Associate director of nursing with the Nelson Marlborough Public Health Service, Jill Clendon. Photo: Kate Russell.

Immunisation rates raise fears of outbreak


More Nelson parents are choosing not to immunise their children, concerning the local health board which says the trend increases the risk of a disease outbreak.

NMDHB monthly results ending April show that 15.3 per cent of parents in Nelson Marlborough either declined or opted out of the immunisations due at 8 months and 13.5 per cent for those due at 24 months.

“The numbers of parents who decline children’s vaccinations has increased in Nelson,” says associate director of nursing with the Nelson Marlborough Public Health Service, Jill Clendon.

“Too many parents choose to delay immunisation or not to have their children immunised at all.”

She says, if rates are not high enough then outbreak of disease will happen, as we are seeing in New Zealand with measles and whooping cough.

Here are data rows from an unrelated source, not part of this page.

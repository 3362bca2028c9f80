//! Tracked-platform ("my accounts") entity model and DTOs.

use serde::{Deserialize, Serialize};
use slettmeg_core::status::{Difficulty, PlatformStatus};
use slettmeg_core::types::{DbId, Timestamp};
use sqlx::FromRow;

/// A row from the `user_platforms` table.
#[derive(Debug, Clone, FromRow, Serialize)]
pub struct UserPlatform {
    pub id: DbId,
    pub user_id: DbId,
    pub platform_id: DbId,
    #[sqlx(try_from = "String")]
    pub status: PlatformStatus,
    pub username: Option<String>,
    pub notes: Option<String>,
    pub started_at: Option<Timestamp>,
    pub completed_at: Option<Timestamp>,
    pub created_at: Timestamp,
    pub updated_at: Timestamp,
}

/// A tracked platform joined with catalog display fields, for list views.
#[derive(Debug, Clone, FromRow, Serialize)]
pub struct UserPlatformWithPlatform {
    pub id: DbId,
    pub user_id: DbId,
    pub platform_id: DbId,
    #[sqlx(try_from = "String")]
    pub status: PlatformStatus,
    pub username: Option<String>,
    pub notes: Option<String>,
    pub started_at: Option<Timestamp>,
    pub completed_at: Option<Timestamp>,
    pub created_at: Timestamp,
    pub updated_at: Timestamp,
    pub platform_name: String,
    pub platform_slug: String,
    pub platform_category: String,
    #[sqlx(try_from = "String")]
    pub platform_difficulty: Difficulty,
}

/// DTO for tracking a platform.
#[derive(Debug)]
pub struct CreateUserPlatform {
    pub user_id: DbId,
    pub platform_id: DbId,
    pub username: Option<String>,
    pub notes: Option<String>,
}

/// DTO for patching a tracked platform. All fields are optional.
#[derive(Debug, Default, Deserialize)]
pub struct UpdateUserPlatform {
    pub status: Option<PlatformStatus>,
    pub username: Option<String>,
    pub notes: Option<String>,
}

Infant immunisations are offered at six weeks, three months, five months and 15 months. The Government sets milestone targets at 8-months and 24-months.

Nationally, for the first quarter of 2019, for the 24-month target Nelson Marlborough was in the bottom quarter with 8.8 percent of parents declining or opting out. The region is also sitting at a rate of 8 per cent for declines/opt outs for the 8-month target – the sixth lowest out of 20 districts.

Jill says those declining immunisations come from two main groups – those who follow the anti-vaccination lobby and those who delay immunisation due low levels of health literacy.

She says children of parents in latter group will usually catch up with their vaccinations by the time they are five.

Jill says while the majority are immunised on time, they are working hard to offer as much information as possible to encourage those who are not.

“Encouraging families to read and understand information from reliable, scientific sources is the most effective way we can try and debunk the myths around immunisation.”

Under law, vaccine-preventable disease such as mumps, measles or whooping cough are notified to a Medical Officer of Health, who may write to a child’s childcare centre or school, or an adult’s workplace, to advise about the risk of disease outbreak and encourage immunisation.

“Healthcare professionals work hard to support whanau to immunise on time, and to have conversations with parents about why immunisation is more than just a personal choice – it’s a community responsibility,” Jill says.